Directions for this task: Among the entries that follow, some lines contain the word "struct". Show all of them.

[Stored data]
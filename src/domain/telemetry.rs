// Telemetry data domain models
use serde::{Deserialize, Deserializer, Serialize};
use std::collections::HashMap;

/// Ordered `(label, value)` pairs. `None` means nothing is plotted at that
/// position.
#[derive(Debug, Clone, Default, PartialEq)]
pub struct TimeSeries {
    pub labels: Vec<String>,
    pub values: Vec<Option<f64>>,
}

impl TimeSeries {
    pub fn new(labels: Vec<String>, values: Vec<Option<f64>>) -> Self {
        Self { labels, values }
    }

    pub fn len(&self) -> usize {
        self.values.len()
    }

    pub fn is_empty(&self) -> bool {
        self.values.is_empty()
    }

    /// Last plotted value, skipping trailing gaps.
    pub fn last_value(&self) -> Option<f64> {
        self.values.iter().rev().find_map(|v| *v)
    }
}

/// Raw historical payload: a shared `labels` array plus one positional
/// array per metric.
#[derive(Debug, Clone, Default, Deserialize)]
pub struct SensorSeriesResponse {
    #[serde(default)]
    pub labels: Vec<String>,
    #[serde(flatten, deserialize_with = "deserialize_metrics")]
    pub metrics: HashMap<String, Vec<Option<f64>>>,
}

impl SensorSeriesResponse {
    /// Readings for one metric. `None` when the payload has no array for it.
    pub fn metric(&self, key: &str) -> Option<&[Option<f64>]> {
        self.metrics.get(key).map(Vec::as_slice)
    }
}

// Non-array entries (status flags, metadata) are ignored rather than
// failing the whole payload.
fn deserialize_metrics<'de, D>(deserializer: D) -> Result<HashMap<String, Vec<Option<f64>>>, D::Error>
where
    D: Deserializer<'de>,
{
    let raw: HashMap<String, serde_json::Value> = HashMap::deserialize(deserializer)?;
    Ok(raw
        .into_iter()
        .filter_map(|(key, value)| match value {
            serde_json::Value::Array(items) => {
                Some((key, items.iter().map(serde_json::Value::as_f64).collect()))
            }
            _ => None,
        })
        .collect())
}

#[derive(Debug, Clone, PartialEq, Serialize, Deserialize)]
pub struct ForecastPoint {
    pub timestamp: String,
    pub value: f64,
}

#[derive(Debug, Clone, PartialEq, Default, Serialize, Deserialize)]
pub struct ForecastResponse {
    #[serde(default)]
    pub success: bool,
    #[serde(default)]
    pub predictions: Vec<ForecastPoint>,
    #[serde(default)]
    pub message: Option<String>,
}

impl ForecastResponse {
    pub fn is_usable(&self) -> bool {
        self.success && !self.predictions.is_empty()
    }
}

/// One plotted line.
#[derive(Debug, Clone, PartialEq)]
pub struct Dataset {
    pub name: String,
    pub color: String,
    pub values: Vec<Option<f64>>,
    pub point_radius: Vec<u8>,
}

impl Dataset {
    pub fn new(name: String, color: String, values: Vec<Option<f64>>, point_radius: Vec<u8>) -> Self {
        Self {
            name,
            color,
            values,
            point_radius,
        }
    }
}

/// Plot-ready bundle: one label axis shared by every dataset.
#[derive(Debug, Clone, PartialEq)]
pub struct ChartData {
    pub labels: Vec<String>,
    pub historical: Dataset,
    pub prediction: Option<Dataset>,
}

impl ChartData {
    pub fn new(labels: Vec<String>, historical: Dataset, prediction: Option<Dataset>) -> Self {
        Self {
            labels,
            historical,
            prediction,
        }
    }

    #[cfg(test)]
    pub fn len(&self) -> usize {
        self.labels.len()
    }

    #[cfg(test)]
    pub fn is_empty(&self) -> bool {
        self.labels.is_empty()
    }
}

Problem solution:
pub struct TimeSeries {
pub struct SensorSeriesResponse {
pub struct ForecastPoint {
pub struct ForecastResponse {
pub struct Dataset {
pub struct ChartData {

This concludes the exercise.